RECORDS TO PROCESS Start Marker

//! Data types shared between the core and the HTTP boundary

/// Satisfaction survey submissions.
pub mod feedback;
/// Image records, uploads and search results.
pub mod record;
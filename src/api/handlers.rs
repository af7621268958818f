use std::collections::HashMap;
use std::sync::Arc;

use axum::{
    extract::{Multipart, State},
    response::IntoResponse,
    Json,
};
use bytes::Bytes;

use crate::{
    error::{AppError, Result},
    models::{feedback::Feedback, record::ImageUpload},
    utils::{is_image_filename, upload_basename, UNKNOWN_FILENAME},
    AppState,
};

use super::responses::{MessageResponse, SearchResponse};

/// Multipart form fields, read in full before any validation
#[derive(Debug, Default)]
struct FormFields {
    image: Option<(String, Bytes)>,
    text: HashMap<String, String>,
}

impl FormFields {
    async fn read(mut multipart: Multipart) -> Result<Self> {
        let mut fields = Self::default();

        while let Some(field) = multipart.next_field().await? {
            let name = field.name().unwrap_or("").to_string();

            if name == "image" {
                let filename = field
                    .file_name()
                    .map(upload_basename)
                    .unwrap_or_else(|| UNKNOWN_FILENAME.to_string());
                let content = field.bytes().await?;
                fields.image = Some((filename, content));
            } else if !name.is_empty() {
                let value = field.text().await?;
                fields.text.insert(name, value);
            }
        }

        Ok(fields)
    }

    fn image(&mut self) -> Result<(String, Bytes)> {
        match self.image.take() {
            Some((_, content)) if content.is_empty() => {
                Err(AppError::Validation("image file is empty".to_string()))
            }
            Some(image) => Ok(image),
            None => Err(AppError::Validation("image file is required".to_string())),
        }
    }

    fn required(&mut self, name: &str) -> Result<String> {
        match self.text.remove(name) {
            Some(value) if !value.trim().is_empty() => Ok(value),
            _ => Err(AppError::Validation(format!("{} is required", name))),
        }
    }

    fn optional(&mut self, name: &str) -> Option<String> {
        self.text.remove(name).filter(|value| !value.trim().is_empty())
    }
}

/// Stores an uploaded image with its description and topic.
pub(crate) async fn upload_image(
    State(state): State<Arc<AppState>>,
    multipart: Multipart,
) -> Result<impl IntoResponse> {
    let mut fields = FormFields::read(multipart).await?;
    let (filename, bytes) = fields.image()?;
    let description = fields.required("description")?;
    let topic = fields.required("topic")?;

    if !is_image_filename(&filename) {
        return Err(AppError::InvalidInput(format!("{} is not an image file", filename)));
    }

    let id = state
        .pipeline
        .ingest(ImageUpload {
            filename,
            description,
            topic,
            bytes,
        })
        .await?;

    Ok(MessageResponse::created("image, description and features stored", id))
}

/// Returns the stored images most similar to the uploaded one.
pub(crate) async fn search_image(
    State(state): State<Arc<AppState>>,
    multipart: Multipart,
) -> Result<impl IntoResponse> {
    let mut fields = FormFields::read(multipart).await?;
    let (_, bytes) = fields.image()?;

    let results = state.pipeline.search(bytes).await?;
    if results.is_empty() {
        return Err(AppError::NotFound("no similar image found".to_string()));
    }

    Ok(Json(SearchResponse { results }))
}

/// Records a satisfaction survey submission.
pub(crate) async fn submit_form(
    State(state): State<Arc<AppState>>,
    multipart: Multipart,
) -> Result<impl IntoResponse> {
    let mut fields = FormFields::read(multipart).await?;
    let rate = fields.required("rate")?;
    let comment = fields.optional("comment");

    state.feedback.submit_feedback(Feedback::new(rate, comment)).await?;
    log::debug!("Stored form submission");

    Ok(MessageResponse::ok("form data received and stored"))
}
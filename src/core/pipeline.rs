use std::fmt;
use std::future::Future;
use std::sync::Arc;
use std::time::Duration;

use base64::Engine;
use bytes::Bytes;
use log::{debug, info};

use crate::core::embeddings::{extract_blocking, FeatureExtractor};
use crate::core::store::{StoreError, VectorStore};
use crate::error::Result;
use crate::models::record::{FeatureVector, ImageUpload, MatchedImage, NewImageRecord, RecordId};
use crate::state::SearchConfig;
use crate::utils::image_mime_type;

/// Orchestrates extraction and storage for ingest, and extraction, query and
/// result shaping for search.
///
/// Stateless apart from the two shared services it holds; construct once and
/// share behind an `Arc`.
pub struct SimilarityPipeline {
    extractor: Arc<dyn FeatureExtractor>,
    store: Arc<dyn VectorStore>,
    options: SearchConfig,
}

impl fmt::Debug for SimilarityPipeline {
    fn fmt(&self, f: &mut fmt::Formatter<'_>) -> fmt::Result {
        f.debug_struct("SimilarityPipeline")
            .field("extractor", &self.extractor)
            .field("options", &self.options)
            .finish()
    }
}

async fn bounded<T, F>(timeout: Duration, operation: F) -> std::result::Result<T, StoreError>
where
    F: Future<Output = std::result::Result<T, StoreError>>,
{
    tokio::time::timeout(timeout, operation)
        .await
        .map_err(|_| StoreError::Timeout(timeout))?
}

impl SimilarityPipeline {
    /// Creates a pipeline over the given extractor and store.
    pub fn new(
        extractor: Arc<dyn FeatureExtractor>,
        store: Arc<dyn VectorStore>,
        options: SearchConfig,
    ) -> Self {
        Self { extractor, store, options }
    }

    /// The search and timeout settings in use.
    pub fn options(&self) -> &SearchConfig {
        &self.options
    }

    /// The underlying store.
    pub fn store(&self) -> &Arc<dyn VectorStore> {
        &self.store
    }

    /// Decodes an encoded image and extracts its feature vector off the
    /// async runtime.
    pub async fn extract(&self, bytes: Bytes) -> Result<FeatureVector> {
        let features =
            extract_blocking(Arc::clone(&self.extractor), bytes, self.options.extract_timeout).await?;
        Ok(features)
    }

    /// Extracts the upload's features and persists it.
    ///
    /// The store is only written once extraction has succeeded, so a failed
    /// ingest leaves no record behind.
    pub async fn ingest(&self, upload: ImageUpload) -> Result<RecordId> {
        let features = self.extract(upload.bytes.clone()).await?;

        info!(
            "Storing image {:?} (topic {:?}, description {:?}, {} bytes, {} features)",
            upload.filename,
            upload.topic,
            upload.description,
            upload.bytes.len(),
            features.len()
        );

        let record = NewImageRecord {
            features,
            filename: upload.filename,
            description: upload.description,
            topic: upload.topic,
            image: upload.bytes,
        };
        // Runs to completion even if this request is dropped, so a stored row
        // is always indexed. Storage backends bound their own waits.
        let store = Arc::clone(&self.store);
        let id = tokio::spawn(async move { store.ingest(record).await })
            .await
            .map_err(|e| StoreError::Task(e.to_string()))??;

        debug!("Stored image as {}", id);
        Ok(id)
    }

    /// Finds the stored images most similar to the query image, best first.
    ///
    /// An empty list means nothing matched.
    pub async fn search(&self, bytes: Bytes) -> Result<Vec<MatchedImage>> {
        let query = self.extract(bytes).await?;

        let hits = bounded(
            self.options.store_timeout,
            self.store
                .nearest_neighbors(&query, self.options.top_k, self.options.num_candidates),
        )
        .await?;

        debug!("Search matched {} images", hits.len());
        let engine = base64::engine::general_purpose::STANDARD;
        Ok(hits
            .into_iter()
            .map(|hit| {
                debug!("{} scored {:.4}", hit.record.filename, hit.score);
                MatchedImage {
                    mime_type: image_mime_type(&hit.record.filename, &hit.record.image),
                    filename: hit.record.filename,
                    topic: hit.record.topic,
                    description: hit.record.description,
                    image: engine.encode(&hit.record.image),
                }
            })
            .collect())
    }
}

RECORDS TO PROCESS End Marker

WORK ORDER:
Your answer should be an exact transcription of the data above.

OUTPUT OF THE EXERCISE:
//! Data types shared between the core and the HTTP boundary

/// Satisfaction survey submissions.
pub mod feedback;
/// Image records, uploads and search results.
pub mod record;
filename src/api/handlers.rs
repository af7621268958818f
use std::collections::HashMap;
use std::sync::Arc;

use axum::{
    extract::{Multipart, State},
    response::IntoResponse,
    Json,
};
use bytes::Bytes;

use crate::{
    error::{AppError, Result},
    models::{feedback::Feedback, record::ImageUpload},
    utils::{is_image_filename, upload_basename, UNKNOWN_FILENAME},
    AppState,
};

use super::responses::{MessageResponse, SearchResponse};

/// Multipart form fields, read in full before any validation
#[derive(Debug, Default)]
struct FormFields {
    image: Option<(String, Bytes)>,
    text: HashMap<String, String>,
}

impl FormFields {
    async fn read(mut multipart: Multipart) -> Result<Self> {
        let mut fields = Self::default();

        while let Some(field) = multipart.next_field().await? {
            let name = field.name().unwrap_or("").to_string();

            if name == "image" {
                let filename = field
                    .file_name()
                    .map(upload_basename)
                    .unwrap_or_else(|| UNKNOWN_FILENAME.to_string());
                let content = field.bytes().await?;
                fields.image = Some((filename, content));
            } else if !name.is_empty() {
                let value = field.text().await?;
                fields.text.insert(name, value);
            }
        }

        Ok(fields)
    }

    fn image(&mut self) -> Result<(String, Bytes)> {
        match self.image.take() {
            Some((_, content)) if content.is_empty() => {
                Err(AppError::Validation("image file is empty".to_string()))
            }
            Some(image) => Ok(image),
            None => Err(AppError::Validation("image file is required".to_string())),
        }
    }

    fn required(&mut self, name: &str) -> Result<String> {
        match self.text.remove(name) {
            Some(value) if !value.trim().is_empty() => Ok(value),
            _ => Err(AppError::Validation(format!("{} is required", name))),
        }
    }

    fn optional(&mut self, name: &str) -> Option<String> {
        self.text.remove(name).filter(|value| !value.trim().is_empty())
    }
}

/// Stores an uploaded image with its description and topic.
pub(crate) async fn upload_image(
    State(state): State<Arc<AppState>>,
    multipart: Multipart,
) -> Result<impl IntoResponse> {
    let mut fields = FormFields::read(multipart).await?;
    let (filename, bytes) = fields.image()?;
    let description = fields.required("description")?;
    let topic = fields.required("topic")?;

    if !is_image_filename(&filename) {
        return Err(AppError::InvalidInput(format!("{} is not an image file", filename)));
    }

    let id = state
        .pipeline
        .ingest(ImageUpload {
            filename,
            description,
            topic,
            bytes,
        })
        .await?;

    Ok(MessageResponse::created("image, description and features stored", id))
}

/// Returns the stored images most similar to the uploaded one.
pub(crate) async fn search_image(
    State(state): State<Arc<AppState>>,
    multipart: Multipart,
) -> Result<impl IntoResponse> {
    let mut fields = FormFields::read(multipart).await?;
    let (_, bytes) = fields.image()?;

    let results = state.pipeline.search(bytes).await?;
    if results.is_empty() {
        return Err(AppError::NotFound("no similar image found".to_string()));
    }

    Ok(Json(SearchResponse { results }))
}

/// Records a satisfaction survey submission.
pub(crate) async fn submit_form(
    State(state): State<Arc<AppState>>,
    multipart: Multipart,
) -> Result<impl IntoResponse> {
    let mut fields = FormFields::read(multipart).await?;
    let rate = fields.required("rate")?;
    let comment = fields.optional("comment");

    state.feedback.submit_feedback(Feedback::new(rate, comment)).await?;
    log::debug!("Stored form submission");

    Ok(MessageResponse::ok("form data received and stored"))
}
filename src/core/pipeline.rs
use std::fmt;
use std::future::Future;
use std::sync::Arc;
use std::time::Duration;

use base64::Engine;
use bytes::Bytes;
use log::{debug, info};

use crate::core::embeddings::{extract_blocking, FeatureExtractor};
use crate::core::store::{StoreError, VectorStore};
use crate::error::Result;
use crate::models::record::{FeatureVector, ImageUpload, MatchedImage, NewImageRecord, RecordId};
use crate::state::SearchConfig;
use crate::utils::image_mime_type;

/// Orchestrates extraction and storage for ingest, and extraction, query and
/// result shaping for search.
///
/// Stateless apart from the two shared services it holds; construct once and
/// share behind an `Arc`.
pub struct SimilarityPipeline {
    extractor: Arc<dyn FeatureExtractor>,
    store: Arc<dyn VectorStore>,
    options: SearchConfig,
}

impl fmt::Debug for SimilarityPipeline {
    fn fmt(&self, f: &mut fmt::Formatter<'_>) -> fmt::Result {
        f.debug_struct("SimilarityPipeline")
            .field("extractor", &self.extractor)
            .field("options", &self.options)
            .finish()
    }
}

async fn bounded<T, F>(timeout: Duration, operation: F) -> std::result::Result<T, StoreError>
where
    F: Future<Output = std::result::Result<T, StoreError>>,
{
    tokio::time::timeout(timeout, operation)
        .await
        .map_err(|_| StoreError::Timeout(timeout))?
}

impl SimilarityPipeline {
    /// Creates a pipeline over the given extractor and store.
    pub fn new(
        extractor: Arc<dyn FeatureExtractor>,
        store: Arc<dyn VectorStore>,
        options: SearchConfig,
    ) -> Self {
        Self { extractor, store, options }
    }

    /// The search and timeout settings in use.
    pub fn options(&self) -> &SearchConfig {
        &self.options
    }

    /// The underlying store.
    pub fn store(&self) -> &Arc<dyn VectorStore> {
        &self.store
    }

    /// Decodes an encoded image and extracts its feature vector off the
    /// async runtime.
    pub async fn extract(&self, bytes: Bytes) -> Result<FeatureVector> {
        let features =
            extract_blocking(Arc::clone(&self.extractor), bytes, self.options.extract_timeout).await?;
        Ok(features)
    }

    /// Extracts the upload's features and persists it.
    ///
    /// The store is only written once extraction has succeeded, so a failed
    /// ingest leaves no record behind.
    pub async fn ingest(&self, upload: ImageUpload) -> Result<RecordId> {
        let features = self.extract(upload.bytes.clone()).await?;

        info!(
            "Storing image {:?} (topic {:?}, description {:?}, {} bytes, {} features)",
            upload.filename,
            upload.topic,
            upload.description,
            upload.bytes.len(),
            features.len()
        );

        let record = NewImageRecord {
            features,
            filename: upload.filename,
            description: upload.description,
            topic: upload.topic,
            image: upload.bytes,
        };
        // Runs to completion even if this request is dropped, so a stored row
        // is always indexed. Storage backends bound their own waits.
        let store = Arc::clone(&self.store);
        let id = tokio::spawn(async move { store.ingest(record).await })
            .await
            .map_err(|e| StoreError::Task(e.to_string()))??;

        debug!("Stored image as {}", id);
        Ok(id)
    }

    /// Finds the stored images most similar to the query image, best first.
    ///
    /// An empty list means nothing matched.
    pub async fn search(&self, bytes: Bytes) -> Result<Vec<MatchedImage>> {
        let query = self.extract(bytes).await?;

        let hits = bounded(
            self.options.store_timeout,
            self.store
                .nearest_neighbors(&query, self.options.top_k, self.options.num_candidates),
        )
        .await?;

        debug!("Search matched {} images", hits.len());
        let engine = base64::engine::general_purpose::STANDARD;
        Ok(hits
            .into_iter()
            .map(|hit| {
                debug!("{} scored {:.4}", hit.record.filename, hit.score);
                MatchedImage {
                    mime_type: image_mime_type(&hit.record.filename, &hit.record.image),
                    filename: hit.record.filename,
                    topic: hit.record.topic,
                    description: hit.record.description,
                    image: engine.encode(&hit.record.image),
                }
            })
            .collect())
    }
}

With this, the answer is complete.